Blakey’s advice to sellers is that the heady days of multiple bids over asking and quick sales are over; buyers are looking for value, and sellers should be prepared to negotiate. On the other hand, especially in Toronto, inventory has dropped, which means the demand is still there. “If your house is really attractive, well-maintained or beautifully renovated, you’ll have no trouble selling. It’s the ones that might need work or have other issues that may sit on the market for a while.”
But buyers needn’t get too comfortable; you’re not quite in the catbird seat, either. “Some buyers might want to wait, thinking that prices will go even lower,” says Blakey. “But the only way to really tell when you’ve hit the bottom of the market is when you are looking back! If you want a particular house, it’s never a good idea to wait.”
If you’re in the market for a new mortgage, or you’re about to renew an existing one, knowing where rates are headed for the end of 2022 and beyond is the $64-million dollar question. But Jason Georgopoulos is cautiously optimistic that the current tightening won’t last forever.

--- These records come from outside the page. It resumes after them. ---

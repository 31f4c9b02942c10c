//! # Simple Server Demo
//!
//! Stores objects on the local disk and records in memory.
//!
//! ```sh
//! cargo run --example simple_server --features "server fs memory mock_auth"
//! ```

use romvault::prelude::*;
use std::env;
use tracing_subscriber::EnvFilter;

#[tokio::main]
async fn main() -> anyhow::Result<()> {
    tracing_subscriber::fmt()
        .with_env_filter(EnvFilter::try_from_default_env().unwrap_or_else(|_| "info".into()))
        .init();

    // Providers
    let data_dir = env::var("ROMVAULT_DATA_DIR").unwrap_or_else(|_| "./romvault_data".to_string());
    let storage = FileSystemStorage::new(data_dir);
    let records = MemoryRecords::new();

    // Don't use this in production! This is just for demonstration/testing purposes
    let auth = AllowAllAuth;

    // Build App
    let app = RomvaultServer::default().build(storage, records, auth);

    // Serve
    let port = env::var("PORT").unwrap_or_else(|_| "3000".to_string());
    let addr = format!("0.0.0.0:{port}");
    println!("Server listening on http://{addr}");
    let listener = tokio::net::TcpListener::bind(addr).await?;
    axum::serve(listener, app).await?;
    Ok(())
}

“Most people believe there will be another raise before the end of the year. The economists I follow say that they’ll stay there pretty much throughout 2023, then start to come down. If they come down sooner, that will be a bonus, but I’m telling my clients to count on rates staying steady throughout next year.”
If your budget can weather a modest increase, Georgopoulos advises most clients to go for a one-year fixed or variable; the advantage of a variable, of course, is that if rates come down sooner, you can lock in at any time. A more conservative approach would be to go for a two-year fixed. “Virtually all economists are saying that rates will be back down by 2024.”
While Georgopoulos notes that in 2024, rates should be receding, Blakey points out that while prices have fallen back, monthly payments are about equal to earlier this year. In other words, the rise in rates, in many cases, has been counterbalanced by lower home prices. In effect, if you purchase over the next six months, you’ll benefit from the price drop – and when rates do come down, so will your payments (or accruing interest, depending on the type of mortgage you have).
“There isn’t any benefit to waiting out the rates,” says Blakey. “Ultimately opportunity knocks, and those who are bold enough to go against the current will likely be rewarded in the future.”
Meanwhile, the latest figures show that inflation is slowly, but measurably, responding to the Bank of Canada’s foul-tasting medicine of rate hikes. For now, there are indications that if we do head into a recession – the often painful side effect of interest rate hikes – it will be mild and relatively short-lived.
“Right now, the Bank of Canada seems to be saying that the risks of inflation are higher than the risk of recession, so that’s what they’re focusing on,” observes Georgopoulos. “But remember, the government is flexible, and known to change its mind.
“By the middle of 2023 or so, if they see that the recession is worse than they thought, they can always change their minds and start bringing rates down sooner.”